» **What you are asked to do**
Show every line below where "exited" appears.

━━━ Data records ━━━

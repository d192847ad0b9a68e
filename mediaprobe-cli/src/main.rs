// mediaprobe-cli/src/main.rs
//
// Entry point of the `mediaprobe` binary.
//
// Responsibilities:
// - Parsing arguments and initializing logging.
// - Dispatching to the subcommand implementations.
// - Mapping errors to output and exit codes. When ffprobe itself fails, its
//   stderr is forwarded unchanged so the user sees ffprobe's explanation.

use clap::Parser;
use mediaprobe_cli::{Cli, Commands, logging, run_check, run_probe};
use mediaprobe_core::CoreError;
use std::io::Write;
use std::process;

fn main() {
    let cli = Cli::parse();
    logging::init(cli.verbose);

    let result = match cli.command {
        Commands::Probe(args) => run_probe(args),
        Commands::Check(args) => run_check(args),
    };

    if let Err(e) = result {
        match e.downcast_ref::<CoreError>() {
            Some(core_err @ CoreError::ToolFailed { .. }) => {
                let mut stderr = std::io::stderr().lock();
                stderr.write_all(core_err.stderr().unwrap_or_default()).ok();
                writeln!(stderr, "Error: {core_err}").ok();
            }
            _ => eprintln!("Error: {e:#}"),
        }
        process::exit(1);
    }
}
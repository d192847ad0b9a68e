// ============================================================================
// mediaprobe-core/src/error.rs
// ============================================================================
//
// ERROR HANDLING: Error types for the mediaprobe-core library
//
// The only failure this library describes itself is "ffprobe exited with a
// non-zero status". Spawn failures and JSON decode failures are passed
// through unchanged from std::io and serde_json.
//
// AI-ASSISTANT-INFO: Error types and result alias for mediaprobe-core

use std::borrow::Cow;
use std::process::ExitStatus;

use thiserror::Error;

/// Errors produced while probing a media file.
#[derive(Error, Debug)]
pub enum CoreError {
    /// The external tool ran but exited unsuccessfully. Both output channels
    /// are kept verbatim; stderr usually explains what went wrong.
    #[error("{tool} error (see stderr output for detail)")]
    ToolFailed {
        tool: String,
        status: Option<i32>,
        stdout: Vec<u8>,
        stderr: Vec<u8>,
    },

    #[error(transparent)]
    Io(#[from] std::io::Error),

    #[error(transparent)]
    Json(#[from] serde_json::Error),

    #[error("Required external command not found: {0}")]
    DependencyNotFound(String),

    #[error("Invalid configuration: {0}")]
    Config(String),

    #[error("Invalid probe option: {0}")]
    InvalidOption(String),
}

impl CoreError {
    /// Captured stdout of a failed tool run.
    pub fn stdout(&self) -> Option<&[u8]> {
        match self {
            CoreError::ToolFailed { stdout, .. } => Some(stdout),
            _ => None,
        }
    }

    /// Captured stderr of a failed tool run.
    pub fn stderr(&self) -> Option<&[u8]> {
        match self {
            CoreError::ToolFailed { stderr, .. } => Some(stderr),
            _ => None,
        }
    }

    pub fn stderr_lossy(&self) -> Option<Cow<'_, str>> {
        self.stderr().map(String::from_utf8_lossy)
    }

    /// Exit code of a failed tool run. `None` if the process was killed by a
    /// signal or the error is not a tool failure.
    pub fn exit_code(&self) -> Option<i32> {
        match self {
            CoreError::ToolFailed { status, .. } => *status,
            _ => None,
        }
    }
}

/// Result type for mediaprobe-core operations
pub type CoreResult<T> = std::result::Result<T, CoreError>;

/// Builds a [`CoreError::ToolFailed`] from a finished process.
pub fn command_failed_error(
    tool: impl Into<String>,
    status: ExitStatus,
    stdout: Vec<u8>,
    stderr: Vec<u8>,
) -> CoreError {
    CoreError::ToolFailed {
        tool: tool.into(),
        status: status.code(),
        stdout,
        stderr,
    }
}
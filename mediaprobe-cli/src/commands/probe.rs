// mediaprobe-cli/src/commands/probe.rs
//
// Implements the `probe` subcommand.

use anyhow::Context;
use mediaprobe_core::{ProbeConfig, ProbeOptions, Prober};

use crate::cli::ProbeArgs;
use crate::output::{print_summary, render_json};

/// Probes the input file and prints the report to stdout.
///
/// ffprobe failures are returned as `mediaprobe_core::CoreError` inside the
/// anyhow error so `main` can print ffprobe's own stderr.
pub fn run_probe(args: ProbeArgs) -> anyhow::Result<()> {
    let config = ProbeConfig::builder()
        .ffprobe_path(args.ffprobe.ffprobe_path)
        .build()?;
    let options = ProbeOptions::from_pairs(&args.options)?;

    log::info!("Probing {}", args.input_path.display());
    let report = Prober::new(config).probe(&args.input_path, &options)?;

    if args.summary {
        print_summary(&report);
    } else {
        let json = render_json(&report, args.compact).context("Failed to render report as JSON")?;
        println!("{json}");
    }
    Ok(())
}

━━━

» **Solution for this task**
// The only failure this library describes itself is "ffprobe exited with a
    /// The external tool ran but exited unsuccessfully. Both output channels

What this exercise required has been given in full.